> [Data listing]

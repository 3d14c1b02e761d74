//! Space Rocks - A ship-vs-rocks arcade shooter
//!
//! Core modules:
//! - `sim`: Pure simulation (vectors, bodies, motion, collisions, event reducer)
//! - `input`: Keyboard transitions to simulation events
//! - `clock`: Fixed-period tick and rock-fire scheduling
//! - `session`: Game loop owner (fold, render, restart)
//! - `view`: In-memory scene kept in sync with each snapshot
//! - `tuning`: Data-driven game balance

pub mod clock;
pub mod error;
pub mod input;
pub mod session;
pub mod sim;
pub mod tuning;
pub mod view;

pub use error::GameError;
pub use session::{Renderer, Session, SessionStatus};
pub use tuning::Tuning;

/// Game configuration constants
pub mod consts {
    /// Square canvas side length
    pub const CANVAS_SIZE: f32 = 600.0;
    /// Logical time units per tick
    pub const TICK_PERIOD: u32 = 10;
    /// Logical time units between rock shots
    pub const ROCK_FIRE_PERIOD: u32 = 1000;

    /// Ship defaults - bottom-center of the canvas
    pub const SHIP_RADIUS: f32 = 20.0;
    pub const SHIP_BOTTOM_OFFSET: f32 = 50.0;
    /// Horizontal slide per tick while an arrow key is held
    pub const SHIP_SLIDE_STEP: f32 = 4.0;

    /// Bullet defaults (shared by ship and rock bullets)
    pub const BULLET_RADIUS: f32 = 4.0;
    pub const BULLET_SPEED: f32 = 3.0;
    /// Ship bullets live while `now - created <= BULLET_LIFETIME`
    pub const BULLET_LIFETIME: u64 = 120;
    pub const ROCK_BULLET_LIFETIME: u64 = 50;
    pub const ROCK_BULLET_VELOCITY: (f32, f32) = (0.0, 10.0);

    /// Rock layout: two rows of up to `ROCK_COLUMNS`
    pub const ROCK_RADIUS: f32 = 20.0;
    pub const ROCK_COUNT: usize = 10;
    pub const ROCK_COLUMNS: usize = 5;
    pub const ROCK_SPACING: f32 = 75.0;
    pub const ROCK_ROW_ORIGINS: [(f32, f32); 2] = [(150.0, 95.0), (-230.0, 185.0)];
    pub const ROCK_VELOCITY: (f32, f32) = (0.3, 0.1);

    /// Points per destroyed rock
    pub const SCORE_PER_ROCK: u32 = 5;
}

> [What to do]
Copy verbatim the span of lines that begins with the line holding "pub const ROCK_COLUMNS: usize = 5;" and ends at the last line of the records.

> [Output of the task]
    pub const ROCK_COLUMNS: usize = 5;
    pub const ROCK_SPACING: f32 = 75.0;
    pub const ROCK_ROW_ORIGINS: [(f32, f32); 2] = [(150.0, 95.0), (-230.0, 185.0)];
    pub const ROCK_VELOCITY: (f32, f32) = (0.3, 0.1);

    /// Points per destroyed rock
    pub const SCORE_PER_ROCK: u32 = 5;
}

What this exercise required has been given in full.